Al ver a Patricia, una chispa de desagrado pasó por los ojos de David. Su semblante cálido hacia Vanessa cambió a uno impasible al dirigirse a Patricia.

—Primero, no soy tu hermano. Segundo, con quién me acerque no es asunto tuyo. Además, Vane es mi hermana de sangre, y quiero estar cerca de ella. Eso no te incumbe —subrayó con énfasis en "hermana de sangre".

—Hermano, pero apenas la conoces, mientras que nosotros hemos crecido juntos —insistió Patricia, con sentimientos encontrados. Aunque despreciaba que David fuera un estudiante de secundaria técnica y que solo jugara videojuegos, disfrutaba de su atención y no podía soportar que esa atención se dirigiera a Vanessa, a quien más detestaba.

Con un dolor punzante en el pie, Patricia se sintió repentinamente herida: —Hermano, ¿sabes lo que ella me hizo?

David se enfrió aún más: —Es tu culpa por ser tan malintencionada. Vane ya fue amable por no romperte el pie. Te lo mereces.

Cuando Patricia mostró su pie, David sintió el impulso de abofetearla.

Patricia miró con hostilidad a Vanessa, con una enemistad palpable en sus ojos: —La defiendes tanto, y apenas la conoces.
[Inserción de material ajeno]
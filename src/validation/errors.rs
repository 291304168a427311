//! Field errors

use std::{
    error::Error,
    fmt::{Display, Formatter, Result as FmtResult},
};

use rust_decimal::Decimal;
use smallvec::SmallVec;
use thiserror::Error;

/// A product form field.
#[derive(Debug, Clone, Copy, PartialEq, Eq, Hash, PartialOrd, Ord)]
pub enum Field {
    /// Title
    Title,

    /// Description
    Description,

    /// Price
    Price,

    /// Image URL
    ImgUrl,

    /// Category
    Category,
}

impl Field {
    /// Every field, in form order.
    pub const ALL: [Self; 5] = [
        Self::Title,
        Self::Description,
        Self::Price,
        Self::ImgUrl,
        Self::Category,
    ];

    /// Form input name of the field.
    pub fn name(self) -> &'static str {
        match self {
            Self::Title => "title",
            Self::Description => "description",
            Self::Price => "price",
            Self::ImgUrl => "imgURL",
            Self::Category => "category",
        }
    }
}

impl Display for Field {
    fn fmt(&self, f: &mut Formatter<'_>) -> FmtResult {
        f.write_str(self.name())
    }
}

/// Why a single field was rejected.
#[derive(Debug, Clone, PartialEq, Eq, Error)]
pub enum FieldError {
    /// The field was left blank.
    #[error("is required")]
    Required,

    /// The text is shorter than the minimum length.
    #[error("must be at least {min} characters (got {actual})")]
    TooShort {
        /// Minimum number of characters
        min: usize,

        /// Characters entered
        actual: usize,
    },

    /// The price is not a number.
    #[error("must be a number")]
    NotNumeric,

    /// The price is lower than the minimum.
    #[error("must be greater than or equal to {min}")]
    BelowMinimum {
        /// Minimum accepted price
        min: Decimal,
    },

    /// The image URL does not parse.
    #[error("must be a valid URL ({0})")]
    InvalidUrl(String),

    /// The category is not one of the configured categories.
    #[error("{value:?} is not a known category")]
    UnknownCategory {
        /// The value that was submitted
        value: String,
    },
}

/// Every rejected field of a submitted form, in form order.
#[derive(Debug, Clone, Default, PartialEq, Eq)]
pub struct FieldErrors {
    errors: SmallVec<[(Field, FieldError); 5]>,
}

impl FieldErrors {
    pub(crate) fn push(&mut self, field: Field, error: FieldError) {
        self.errors.push((field, error));
        self.errors.sort_by_key(|(field, _)| *field);
    }

    /// The error reported for `field`, if any.
    pub fn get(&self, field: Field) -> Option<&FieldError> {
        self.errors
            .iter()
            .find(|(candidate, _)| *candidate == field)
            .map(|(_, error)| error)
    }

    /// Whether `field` was rejected.
    pub fn contains(&self, field: Field) -> bool {
        self.get(field).is_some()
    }

    /// The rejected fields, in form order.
    pub fn fields(&self) -> impl Iterator<Item = Field> + '_ {
        self.errors.iter().map(|(field, _)| *field)
    }

    /// Iterate `(field, error)` pairs in form order.
    pub fn iter(&self) -> impl Iterator<Item = (Field, &FieldError)> {
        self.errors.iter().map(|(field, error)| (*field, error))
    }

    /// Number of rejected fields.
    pub fn len(&self) -> usize {
        self.errors.len()
    }

    /// Whether no field was rejected.
    pub fn is_empty(&self) -> bool {
        self.errors.is_empty()
    }
}

impl Display for FieldErrors {
    fn fmt(&self, f: &mut Formatter<'_>) -> FmtResult {
        for (i, (field, error)) in self.errors.iter().enumerate() {
            if i > 0 {
                f.write_str("; ")?;
            }

            write!(f, "{field} {error}")?;
        }

        Ok(())
    }
}

impl Error for FieldErrors {}

#[cfg(test)]
mod tests {
    use super::*;

    #[test]
    fn errors_are_kept_in_form_order() {
        let mut errors = FieldErrors::default();

        errors.push(Field::Category, FieldError::Required);
        errors.push(Field::Title, FieldError::TooShort { min: 15, actual: 3 });

        assert_eq!(
            errors.fields().collect::<Vec<_>>(),
            [Field::Title, Field::Category]
        );
    }

    #[test]
    fn display_lists_every_field() {
        let mut errors = FieldErrors::default();

        errors.push(Field::Price, FieldError::NotNumeric);
        errors.push(Field::ImgUrl, FieldError::Required);

        assert_eq!(
            errors.to_string(),
            "price must be a number; imgURL is required"
        );
    }
}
David sonrió de repente, mirando a Patricia con una malicia evidente: —Aunque no conozco a Vane desde hace mucho, sé que ella me considera familia. Tú, en cambio, solo eres una parásita repugnante, siempre exigiendo de mí.

Conocía bien sus intenciones.

Patricia palideció, jamás había sido insultada de esa manera, y sus ojos se llenaron de lágrimas. Justo en ese momento, un chico que solía estar muy cerca de Patricia se colocó frente a ella, protegiéndola.

—¿Qué clase de valientes son ustedes dos para acosar a Patricia así? —exclamó el chico, furioso.

Vanessa recordó de pronto la apuesta que tenían y, sin miramientos, le dijo a Patricia: —Antes de llorar, deberíamos cumplir nuestra apuesta, ¿no crees?